→ **SOURCE INFORMATION**:
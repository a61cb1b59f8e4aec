use aws_sdk_s3::presigning::PresigningConfig;
use aws_sdk_s3::Client as S3Client;
use lambda_http::{http::StatusCode, Body, Error as LambdaError, Response};
use serde::{Deserialize, Serialize};
use std::time::Duration;

pub const ALLOWED_CONTENT_TYPES: [&str; 3] = ["image/png", "image/jpeg", "image/jpg"];
pub const KEY_PREFIX: &str = "listing-images";

#[derive(Debug, Clone, Serialize, Deserialize, PartialEq, Eq)]
pub struct PresignRequest {
    pub filename: String,
    #[serde(rename = "contentType")]
    pub content_type: String,
}

#[derive(Debug, Clone, Serialize, Deserialize, PartialEq, Eq)]
pub struct PresignResponse {
    /// Presigned PUT URL
    pub url: String,
    #[serde(rename = "publicURL")]
    pub public_url: String,
    pub key: String,
}

/// File extension for an accepted content type
pub fn extension_for(content_type: &str) -> Result<&'static str, String> {
    match content_type.trim().to_ascii_lowercase().as_str() {
        "" => Err("Content-Type is required".to_string()),
        "image/png" => Ok("png"),
        "image/jpeg" | "image/jpg" => Ok("jpg"),
        _ => Err(format!("Content-Type must be one of: {}", ALLOWED_CONTENT_TYPES.join(", "))),
    }
}

pub fn object_key(extension: &str) -> String {
    format!("{}/{}.{}", KEY_PREFIX, uuid::Uuid::new_v4(), extension)
}

pub fn public_url(bucket: &str, key: &str) -> String {
    format!("https://{}.s3.amazonaws.com/{}", bucket, key)
}

/// Presigned PUT for one listing image
pub async fn presign_upload(
    s3_client: &S3Client,
    bucket: &str,
    expires: Duration,
    request: &PresignRequest,
) -> Result<PresignResponse, String> {
    let extension = extension_for(&request.content_type)?;
    let key = object_key(extension);
    // The PUT must carry exactly the signed Content-Type
    let content_type = request.content_type.trim().to_ascii_lowercase();

    let presigning = PresigningConfig::expires_in(expires).map_err(|e| e.to_string())?;
    let presigned = s3_client
        .put_object()
        .bucket(bucket)
        .key(&key)
        .content_type(&content_type)
        .presigned(presigning)
        .await
        .map_err(|e| {
            tracing::error!("❌ Presign failed: bucket={}, key={}, error={}", bucket, key, e);
            e.to_string()
        })?;

    tracing::info!(
        "🔑 Presigned upload: filename={}, key={}, expires_in={}s",
        request.filename,
        key,
        expires.as_secs()
    );

    Ok(PresignResponse {
        url: presigned.uri().to_string(),
        public_url: public_url(bucket, &key),
        key,
    })
}

fn json_response<T: Serialize>(status: StatusCode, body: &T) -> Result<Response<Body>, LambdaError> {
    Ok(Response::builder()
        .status(status)
        .header("Content-Type", "application/json")
        .body(serde_json::to_string(body)?.into())
        .map_err(Box::new)?)
}

/// HTTP Handler: POST /listing-images/s3
pub async fn presign_upload_handler(
    s3_client: &S3Client,
    bucket: &str,
    expires: Duration,
    body: &[u8],
) -> Result<Response<Body>, LambdaError> {
    let request: PresignRequest = match serde_json::from_slice(body) {
        Ok(request) => request,
        Err(_) => return json_response(StatusCode::BAD_REQUEST, &serde_json::json!({ "error": "invalid JSON" })),
    };

    if let Err(e) = extension_for(&request.content_type) {
        tracing::warn!("⚠️ Presign rejected: filename={}, {}", request.filename, e);
        return json_response(StatusCode::BAD_REQUEST, &serde_json::json!({ "error": e }));
    }

    match presign_upload(s3_client, bucket, expires, &request).await {
        Ok(response) => json_response(StatusCode::OK, &response),
        Err(_) => json_response(
            StatusCode::INTERNAL_SERVER_ERROR,
            &serde_json::json!({ "error": "could not generate presigned URL" }),
        ),
    }
}

#[cfg(test)]
#[path = "s3_presign_test.rs"]
mod tests;
//! Working list of a listing's images for one editing session.
//!
//! Mutations are local and synchronous. `commit` (see `commit.rs`) is the only
//! operation that talks to the network; while it runs every mutation and any
//! second commit is rejected with `CommitInProgress`.

use crate::diff::{compute_diff, ImageDiff};
use crate::drag::{hover_move, SlotBounds};
use crate::error::{EditorError, OpenError};
use crate::ports::{ImageCompressor, ListingImageApi, UploadGateway};
use crate::types::{
    BaselineImage, EditorConfig, EntrySource, ImageEntry, PendingContent, RawImageFile, PENDING_ID_PREFIX,
};
use std::cmp::Ordering;
use std::collections::HashSet;
use std::sync::{Arc, Mutex, MutexGuard, PoisonError};

/// External services used by the editor
#[derive(Clone)]
pub struct Collaborators {
    pub uploads: Arc<dyn UploadGateway>,
    pub compressor: Arc<dyn ImageCompressor>,
    pub api: Arc<dyn ListingImageApi>,
}

pub(crate) struct EditorState {
    pub(crate) entries: Vec<ImageEntry>,
    pub(crate) baseline: Vec<BaselineImage>,
    pub(crate) committing: bool,
}

pub struct ImageSetEditor {
    pub(crate) listing_id: String,
    pub(crate) config: EditorConfig,
    pub(crate) collaborators: Collaborators,
    pub(crate) state: Mutex<EditorState>,
}

fn sort_baseline(images: &mut [BaselineImage]) {
    images.sort_by(|a, b| match (a.order, b.order) {
        (Some(a_order), Some(b_order)) => a_order.cmp(&b_order),
        (Some(_), None) => Ordering::Less,
        (None, Some(_)) => Ordering::Greater,
        (None, None) => Ordering::Equal,
    });
}

fn check_unique(baseline: &[BaselineImage]) -> Result<(), EditorError> {
    let mut seen = HashSet::new();
    for image in baseline {
        if !seen.insert(image.id.as_str()) {
            return Err(EditorError::DuplicateImage(image.id.clone()));
        }
    }
    Ok(())
}

impl ImageSetEditor {
    /// Start a session from a baseline snapshot. The working list mirrors the
    /// baseline, cover first.
    pub fn initialize(
        listing_id: impl Into<String>,
        baseline: Vec<BaselineImage>,
        config: EditorConfig,
        collaborators: Collaborators,
    ) -> Result<Self, EditorError> {
        check_unique(&baseline)?;

        let mut ordered = baseline.clone();
        sort_baseline(&mut ordered);
        let entries = ordered.iter().map(ImageEntry::existing).collect();

        let listing_id = listing_id.into();
        tracing::info!(
            "🧩 Image editor initialized: listing_id={}, baseline={} images",
            listing_id,
            baseline.len()
        );

        Ok(ImageSetEditor {
            listing_id,
            config,
            collaborators,
            state: Mutex::new(EditorState {
                entries,
                baseline,
                committing: false,
            }),
        })
    }

    /// Fetch the listing's current images and start a session from them
    pub async fn open(
        listing_id: &str,
        config: EditorConfig,
        collaborators: Collaborators,
    ) -> Result<Self, OpenError> {
        let images = collaborators.api.get_images(listing_id).await?;
        let baseline = images.into_iter().map(BaselineImage::from).collect();
        Ok(Self::initialize(listing_id, baseline, config, collaborators)?)
    }

    pub(crate) fn lock(&self) -> MutexGuard<'_, EditorState> {
        self.state.lock().unwrap_or_else(PoisonError::into_inner)
    }

    fn lock_for_mutation(&self) -> Result<MutexGuard<'_, EditorState>, EditorError> {
        let state = self.lock();
        if state.committing {
            return Err(EditorError::CommitInProgress);
        }
        Ok(state)
    }

    pub fn listing_id(&self) -> &str {
        &self.listing_id
    }

    pub fn config(&self) -> &EditorConfig {
        &self.config
    }

    /// Snapshot of the working list
    pub fn entries(&self) -> Vec<ImageEntry> {
        self.lock().entries.clone()
    }

    /// Current diff reference
    pub fn baseline(&self) -> Vec<BaselineImage> {
        self.lock().baseline.clone()
    }

    pub fn len(&self) -> usize {
        self.lock().entries.len()
    }

    pub fn is_empty(&self) -> bool {
        self.len() == 0
    }

    pub fn cover(&self) -> Option<ImageEntry> {
        self.lock().entries.first().cloned()
    }

    pub fn is_committing(&self) -> bool {
        self.lock().committing
    }

    /// What the next commit would send
    pub fn plan(&self) -> ImageDiff {
        let state = self.lock();
        compute_diff(&state.baseline, &state.entries)
    }

    pub fn has_changes(&self) -> bool {
        !self.plan().is_empty()
    }

    /// Validate, compress and append a picked file. Nothing is uploaded yet.
    pub fn add_image(&self, raw: RawImageFile) -> Result<ImageEntry, EditorError> {
        {
            let state = self.lock_for_mutation()?;
            if state.entries.len() >= self.config.max_images {
                tracing::warn!(
                    "⚠️ add_image rejected: listing_id={}, limit {} reached",
                    self.listing_id,
                    self.config.max_images
                );
                return Err(EditorError::LimitExceeded { max: self.config.max_images });
            }
        }

        if raw.bytes.len() > self.config.max_file_bytes {
            tracing::warn!(
                "⚠️ add_image rejected: file={} is {} bytes (max {})",
                raw.file_name,
                raw.bytes.len(),
                self.config.max_file_bytes
            );
            return Err(EditorError::FileTooLarge {
                size: raw.bytes.len(),
                max: self.config.max_file_bytes,
            });
        }

        let content_type = match self.config.canonical_content_type(&raw.content_type) {
            Some(content_type) => content_type,
            None => {
                tracing::warn!("⚠️ add_image rejected: file={} type={}", raw.file_name, raw.content_type);
                return Err(EditorError::UnsupportedType(raw.content_type));
            }
        };

        // CPU-bound, done without holding the lock
        let compressed = self
            .collaborators
            .compressor
            .compress(&raw.bytes, &content_type, &self.config.compression)
            .map_err(|e| {
                tracing::warn!("⚠️ add_image rejected: file={} could not be compressed: {}", raw.file_name, e);
                EditorError::Compression(e)
            })?;

        let content = PendingContent {
            file_name: raw.file_name,
            content_type,
            bytes: compressed,
        };

        let mut state = self.lock_for_mutation()?;
        // Another add may have filled the list while compressing
        if state.entries.len() >= self.config.max_images {
            return Err(EditorError::LimitExceeded { max: self.config.max_images });
        }

        let id = Self::fresh_pending_id(&state);
        let entry = ImageEntry {
            id,
            display_url: content.preview_url(),
            source: EntrySource::Pending { content },
        };
        state.entries.push(entry.clone());

        tracing::info!(
            "➕ Image added: listing_id={}, entry_id={}, position={}",
            self.listing_id,
            entry.id,
            state.entries.len() - 1
        );

        Ok(entry)
    }

    fn fresh_pending_id(state: &EditorState) -> String {
        loop {
            let candidate = format!("{}{}", PENDING_ID_PREFIX, uuid::Uuid::new_v4());
            let taken = state.entries.iter().any(|e| e.id == candidate)
                || state.baseline.iter().any(|b| b.id == candidate);
            if !taken {
                return candidate;
            }
        }
    }

    /// Remove an entry; later entries shift left
    pub fn remove_image(&self, id: &str) -> Result<ImageEntry, EditorError> {
        let mut state = self.lock_for_mutation()?;
        let index = state
            .entries
            .iter()
            .position(|entry| entry.id == id)
            .ok_or_else(|| EditorError::NotFound(id.to_string()))?;

        let removed = state.entries.remove(index);
        tracing::info!("➖ Image removed: listing_id={}, entry_id={}", self.listing_id, id);
        Ok(removed)
    }

    /// Take the entry at `from` out and reinsert it at `to`
    pub fn move_image(&self, from: usize, to: usize) -> Result<(), EditorError> {
        let mut state = self.lock_for_mutation()?;
        let len = state.entries.len();
        for index in [from, to] {
            if index >= len {
                return Err(EditorError::IndexOutOfBounds { index, len });
            }
        }

        if from != to {
            let entry = state.entries.remove(from);
            state.entries.insert(to, entry);
        }
        Ok(())
    }

    /// Pointer hovering over slot `hover_index` while dragging `drag_index`.
    /// Returns the dragged entry's index after the hover.
    pub fn drag_hover(
        &self,
        drag_index: usize,
        hover_index: usize,
        pointer_x: f64,
        slot: SlotBounds,
    ) -> Result<usize, EditorError> {
        match hover_move(drag_index, hover_index, pointer_x, slot) {
            Some((from, to)) => {
                self.move_image(from, to)?;
                Ok(to)
            }
            None => Ok(drag_index),
        }
    }

    /// Replace the baseline with a freshly fetched one, e.g. after a partially
    /// applied commit. Existing entries the server no longer has are dropped;
    /// returns how many.
    pub fn resync(&self, baseline: Vec<BaselineImage>) -> Result<usize, EditorError> {
        check_unique(&baseline)?;
        let mut state = self.lock_for_mutation()?;

        let known: HashSet<&str> = baseline.iter().map(|b| b.id.as_str()).collect();
        let before = state.entries.len();
        state
            .entries
            .retain(|entry| entry.is_new() || known.contains(entry.id.as_str()));
        let dropped = before - state.entries.len();

        state.baseline = baseline;
        tracing::info!(
            "🔄 Image editor resynced: listing_id={}, dropped={} stale entries",
            self.listing_id,
            dropped
        );
        Ok(dropped)
    }

    /// End the session without committing. Returns how many pending previews were released.
    pub fn discard(self) -> usize {
        let state = self.state.into_inner().unwrap_or_else(PoisonError::into_inner);
        let released = state
            .entries
            .iter()
            .filter(|entry| entry.pending_content().is_some())
            .count();
        tracing::info!(
            "🧹 Image editor discarded: listing_id={}, released {} pending previews",
            self.listing_id,
            released
        );
        released
    }
}

#[cfg(test)]
#[path = "editor_test.rs"]
mod tests;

→ **WORK TO BE COMPLETED**: Go through the entries and copy every line with "after".

→ **WORKED SOLUTION**:
    /// Returns the dragged entry's index after the hover.
    /// Replace the baseline with a freshly fetched one, e.g. after a partially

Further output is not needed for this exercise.